Question

If the wavelength of the first member of the Lyman series of hydrogen is \( \lambda \). The wavelength of the second member will be:

• A. \( \frac{27}{32} \lambda \)
• B. \( \frac{32}{27} \lambda \)
• C. \( \frac{27}{5} \lambda \)
• D. \( \frac{5}{27} \lambda \)

Answer 1

The Correct Option is A

To determine the wavelength of the second member of the Lyman series, we need to understand the Lyman series and apply the Rydberg formula for hydrogen spectral lines. The Lyman series corresponds to electronic transitions where the electrons drop to the n=1 energy level from higher levels (n=2, n=3, etc.). 
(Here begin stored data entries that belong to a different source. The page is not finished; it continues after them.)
//! WebAssembly bindings for the Snap engine.
//!
//! The browser table owns the timers: after every call it takes the pending
//! scheduled calls, arms `setTimeout` for each, and hands them back through
//! `fire` when they expire.

use wasm_bindgen::prelude::*;

use crate::actions::GameEvent;
use crate::config::{Difficulty, EngineConfig};
use crate::engine::GameEngine;
use crate::scheduler::{ManualScheduler, ScheduledCall};

/// Initialize panic hook for better error messages in browser console
#[wasm_bindgen(start)]
pub fn init() {
    console_error_panic_hook::set_once();
}

fn events_json(events: &[GameEvent]) -> String {
    serde_json::to_string(events).unwrap_or_else(|_| "[]".to_string())
}

fn parse_call(call: &str) -> Result<ScheduledCall, serde_json::Error> {
    serde_json::from_str(call)
        .or_else(|_| serde_json::from_value(serde_json::Value::String(call.to_string())))
}

/// WASM-exposed game wrapper
#[wasm_bindgen]
pub struct WasmGame {
    engine: GameEngine<ManualScheduler>,
}

#[wasm_bindgen]
impl WasmGame {
    /// Create a game and deal the first round.
    /// difficulty: "easy", "medium" or "hard"
    #[wasm_bindgen(constructor)]
    pub fn new(difficulty: &str) -> WasmGame {
        let difficulty = match difficulty {
            "easy" => Difficulty::Easy,
            "hard" => Difficulty::Hard,
            _ => Difficulty::Medium,
        };
        WasmGame {
            engine: GameEngine::new(EngineConfig::for_difficulty(difficulty), ManualScheduler::new()),
        }
    }

    /// Create a game from a JSON `EngineConfig`
    #[wasm_bindgen(js_name = withConfig)]
    pub fn with_config(config_json: &str) -> Result<WasmGame, JsValue> {
        let config: EngineConfig = serde_json::from_str(config_json)
            .map_err(|e| JsValue::from_str(&format!("Invalid config: {}", e)))?;
        config
            .validate()
            .map_err(|e| JsValue::from_str(&e.to_string()))?;

        Ok(WasmGame {
            engine: GameEngine::new(config, ManualScheduler::new()),
        })
    }

    /// Shuffle and deal again, returns events JSON
    pub fn reset(&mut self) -> String {
        events_json(&self.engine.reset())
    }

    /// Human lays a card, returns events JSON
    pub fn play(&mut self) -> String {
        events_json(&self.engine.play(false))
    }

    /// Human calls snap, returns events JSON
    pub fn snap(&mut self) -> String {
        events_json(&self.engine.call_snap())
    }

    /// Computer lays a card, returns events JSON
    #[wasm_bindgen(js_name = computerPlay)]
    pub fn computer_play(&mut self) -> String {
        events_json(&self.engine.play(true))
    }

    /// Collect spoils and start the next round, returns events JSON
    pub fn next(&mut self) -> String {
        events_json(&self.engine.next())
    }

    /// Fire a scheduled call, given either as the bare name `computer_play`
    /// or as the JSON string `"computer_play"` taken from `takeScheduled`
    pub fn fire(&mut self, call: &str) -> Result<String, JsValue> {
        let call = parse_call(call).map_err(|e| JsValue::from_str(&format!("Invalid call: {}", e)))?;
        Ok(events_json(&self.engine.fire(call)))
    }

    /// Take all pending scheduled calls as JSON `[{delay_ms, call}]`
    #[wasm_bindgen(js_name = takeScheduled)]
    pub fn take_scheduled(&mut self) -> String {
        let pending = self.engine.scheduler_mut().drain();
        serde_json::to_string(&pending).unwrap_or_else(|_| "[]".to_string())
    }

    /// Get the table as JSON
    #[wasm_bindgen(js_name = getState)]
    pub fn get_state(&self) -> String {
        serde_json::to_string(&self.engine.snapshot()).unwrap_or_else(|_| "{}".to_string())
    }

    #[wasm_bindgen(js_name = isSnap)]
    pub fn is_snap(&self) -> bool {
        self.engine.is_snap()
    }
}

#[cfg(test)]
mod tests {
    use super::*;

    #[test]
    fn test_parse_call_accepts_bare_and_quoted_names() {
        assert_eq!(parse_call("computer_play").unwrap(), ScheduledCall::ComputerPlay);
        assert_eq!(parse_call("\"next_round\"").unwrap(), ScheduledCall::NextRound);
        assert!(parse_call("fold").is_err());
    }
}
The Rydberg formula for calculating the wavelength \(\lambda\) of any transition in a hydrogen atom is given as:

\(\frac{1}{\lambda} = R \left( \frac{1}{n_1^2} - \frac{1}{n_2^2} \right)\)

Where:

• \(R\) is the Rydberg constant (\(1.097 \times 10^7 \, \text{m}^{-1}\))
• \(n_1\) is the lower energy level (for Lyman series, \(n_1 = 1\))
• \(n_2\) is the higher energy level

The first member of the Lyman series corresponds to a transition from \(n_2 = 2\) to \(n_1 = 1\). Thus, the wavelength \(\lambda\) is given by:

\(\frac{1}{\lambda} = R \left( \frac{1}{1^2} - \frac{1}{2^2} \right) = R \left( 1 - \frac{1}{4} \right) = R \cdot \frac{3}{4}\)

The second member of the Lyman series involves a transition from \(n_2 = 3\) to \(n_1 = 1\):

\(\frac{1}{\lambda_2} = R \left( \frac{1}{1^2} - \frac{1}{3^2} \right) = R \left( 1 - \frac{1}{9} \right) = R \cdot \frac{8}{9}\)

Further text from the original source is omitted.